Paz se apropia del término (utilizado en muchas otras disciplinas), lo resignifica, y reitera que el ocaso de la noción de “persona” en nuestras sociedades “ha sido el gran responsable de los desastres políticos del siglo XX y del envilecimiento general de nuestra civilización”.
Siendo uno de los grandes males de este siglo, esta noción está herida en su centro y ha perdido su asidero. Para el intelectual, la “persona” debe definirse como una totalidad, a partir del lazo indisoluble que debe existir entre alma y cuerpo (espíritu y materia); en otras palabras, el alma encarnada en un cuerpo; aún con más énfasis: persona es cuerpo y alma.
Esta ecuación debería ser condición sine qua non para el logro de una sociedad modelo, ¿tal vez utópica?

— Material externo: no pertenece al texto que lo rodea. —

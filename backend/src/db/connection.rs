use sqlx::postgres::{PgPool, PgPoolOptions};
use std::time::Duration;

pub type DbPool = PgPool;

pub async fn create_pool(database_url: &str, max_connections: u32) -> anyhow::Result<DbPool> {
    let pool = PgPoolOptions::new()
        .max_connections(max_connections)
        .acquire_timeout(Duration::from_secs(30))
        .connect(database_url)
        .await?;
    Ok(pool)
}
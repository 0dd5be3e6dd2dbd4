//! Typed ID wrappers for compile-time type safety.
//!
//! IDs are UUIDs stored as TEXT columns so that a listing id is never
//! confused with an arbitrary string at a call site.

use serde::{Deserialize, Deserializer, Serialize, Serializer};
use sqlx::{encode::IsNull, error::BoxDynError, Database, Decode, Encode, Type};
use std::fmt;
use std::str::FromStr;
use uuid::Uuid;

macro_rules! typed_id {
    ($name:ident, $doc:literal) => {
        #[doc = $doc]
        #[derive(Debug, Clone, Copy, PartialEq, Eq, Hash)]
        pub struct $name(Uuid);

        impl $name {
            /// Creates a new random ID.
            pub fn new() -> Self {
                Self(Uuid::new_v4())
            }

            pub fn as_uuid(&self) -> &Uuid {
                &self.0
            }
        }

        impl Default for $name {
            fn default() -> Self {
                Self::new()
            }
        }

        impl fmt::Display for $name {
            fn fmt(&self, f: &mut fmt::Formatter<'_>) -> fmt::Result {
                write!(f, "{}", self.0)
            }
        }

        impl FromStr for $name {
            type Err = uuid::Error;

            fn from_str(s: &str) -> Result<Self, Self::Err> {
                Ok(Self(Uuid::parse_str(s)?))
            }
        }

        impl From<Uuid> for $name {
            fn from(uuid: Uuid) -> Self {
                Self(uuid)
            }
        }

        impl Serialize for $name {
            fn serialize<S>(&self, serializer: S) -> Result<S::Ok, S::Error>
            where
                S: Serializer,
            {
                serializer.serialize_str(&self.0.to_string())
            }
        }

        impl<'de> Deserialize<'de> for $name {
            fn deserialize<D>(deserializer: D) -> Result<Self, D::Error>
            where
                D: Deserializer<'de>,
            {
                let s = String::deserialize(deserializer)?;
                Uuid::parse_str(&s)
                    .map(Self)
                    .map_err(serde::de::Error::custom)
            }
        }

        impl<'r, DB: Database> Decode<'r, DB> for $name
        where
            String: Decode<'r, DB>,
        {
            fn decode(value: <DB as Database>::ValueRef<'r>) -> Result<Self, BoxDynError> {
                let s = String::decode(value)?;
                Uuid::parse_str(&s).map(Self).map_err(|e| e.into())
            }
        }

        impl<'q, DB: Database> Encode<'q, DB> for $name
        where
            String: Encode<'q, DB>,
        {
            fn encode_by_ref(
                &self,
                buf: &mut <DB as Database>::ArgumentBuffer<'q>,
            ) -> Result<IsNull, BoxDynError> {
                self.0.to_string().encode_by_ref(buf)
            }
        }

        impl<DB: Database> Type<DB> for $name
        where
            String: Type<DB>,
        {
            fn type_info() -> <DB as Database>::TypeInfo {
                String::type_info()
            }

            fn compatible(ty: &<DB as Database>::TypeInfo) -> bool {
                String::compatible(ty)
            }
        }
    };
}

typed_id!(ListingId, "Unique identifier for a listing.");
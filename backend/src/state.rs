use std::sync::Arc;

use sqlx::PgPool;

use crate::{
    config::Config,
    repositories::{ListingRepository, ListingRepositoryTrait},
    services::steam::{IdentityProvider, OpenIdError, SteamOpenId},
};

#[derive(Clone)]
pub struct AppState {
    pub config: Config,
    pub listings: Arc<dyn ListingRepositoryTrait>,
    pub identity: Arc<dyn IdentityProvider>,
}

impl AppState {
    pub fn new(
        config: Config,
        listings: Arc<dyn ListingRepositoryTrait>,
        identity: Arc<dyn IdentityProvider>,
    ) -> Self {
        Self {
            config,
            listings,
            identity,
        }
    }

    /// Wires the Postgres listing store and the live Steam provider.
    pub fn from_pool(pool: PgPool, config: Config) -> Result<Self, OpenIdError> {
        let identity = SteamOpenId::new(&config)?;
        Ok(Self::new(
            config,
            Arc::new(ListingRepository::new(pool)),
            Arc::new(identity),
        ))
    }

    pub fn admin_steam_id(&self) -> Option<&str> {
        self.config.admin_steam_id.as_deref()
    }
}
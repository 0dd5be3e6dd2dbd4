use axum::{
    extract::Request,
    http::{header::HeaderName, HeaderValue},
    middleware::Next,
    response::Response,
};
use uuid::Uuid;

pub const REQUEST_ID_HEADER: &str = "x-request-id";

#[derive(Clone, Debug)]
pub struct RequestId(pub String);

/// Reuses an incoming `x-request-id` or mints one, and echoes it back.
pub async fn request_id(mut req: Request, next: Next) -> Response {
    let header_name = HeaderName::from_static(REQUEST_ID_HEADER);
    let id = req
        .headers()
        .get(&header_name)
        .and_then(|v| v.to_str().ok())
        .filter(|v| !v.is_empty())
        .map(str::to_string)
        .unwrap_or_else(|| Uuid::new_v4().to_string());

    req.extensions_mut().insert(RequestId(id.clone()));
    let mut response = next.run(req).await;

    if let Ok(value) = HeaderValue::from_str(&id) {
        response.headers_mut().insert(header_name, value);
    }
    response
}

Tendría que ser, asimismo y en su acepción más universal, el eje de nuestra vida real, imaginaria y afectiva.
Concepto debilitado. ¿Qué ha pasado, entonces, con esta ecuación que debería ser piedra de fundación de nuestra sociedad y manantial de nuestra civilización?
En nuestra cultura, el concepto se ha fragmentado en forma tajante al debilitar uno de sus componentes, ya sea el cuerpo o el “no cuerpo” (alma, espíritu, psique).
Nuestros patrones culturales han llegado, ya sea, a una deificación del cuerpo en detrimento del alma; o, a la inversa, a una sobrevaloración del alma con la consabida satanización del cuerpo.
Hay extremos tales como la fabricación de la persona humana: el cuerpo como objeto mercantil y sujeto a las leyes del mercado y el alma en su desplazamiento a un locus etéreo, descontextualizándose de lo terreno donde ella, pienso yo, debería ejercer sus potencialidades.
Jerarquizar uno en detrimento del otro ha dado al traste con el estado idóneo del concepto de “persona”: el equilibrio entre cuerpo y alma.
Esta “persona”, según Paz, debe recuperarse para que no sea una abstracción o un mecanismo utilizado según sean los avatares político-ideológicos del momento.
Difícil tarea. Su recuperación implica, por un lado, devolverle a la “persona” su condición de única e irrepetible sin obviar que también es un ser gregario y social, inserto en determinados contextos espacio-temporales.
Por extensión, la “persona” debe también otorgar igual importancia tanto a sus necesidades físicas como espirituales, a sus alimentos naturales y culturales, al rejuvenecimiento y al ejercicio del cuerpo y del alma-psique.
En síntesis, a las exigencias, en el buen sentido del término, de nuestro cuerpo y de nuestra alma, para que se sostenga ese deseado equilibrio.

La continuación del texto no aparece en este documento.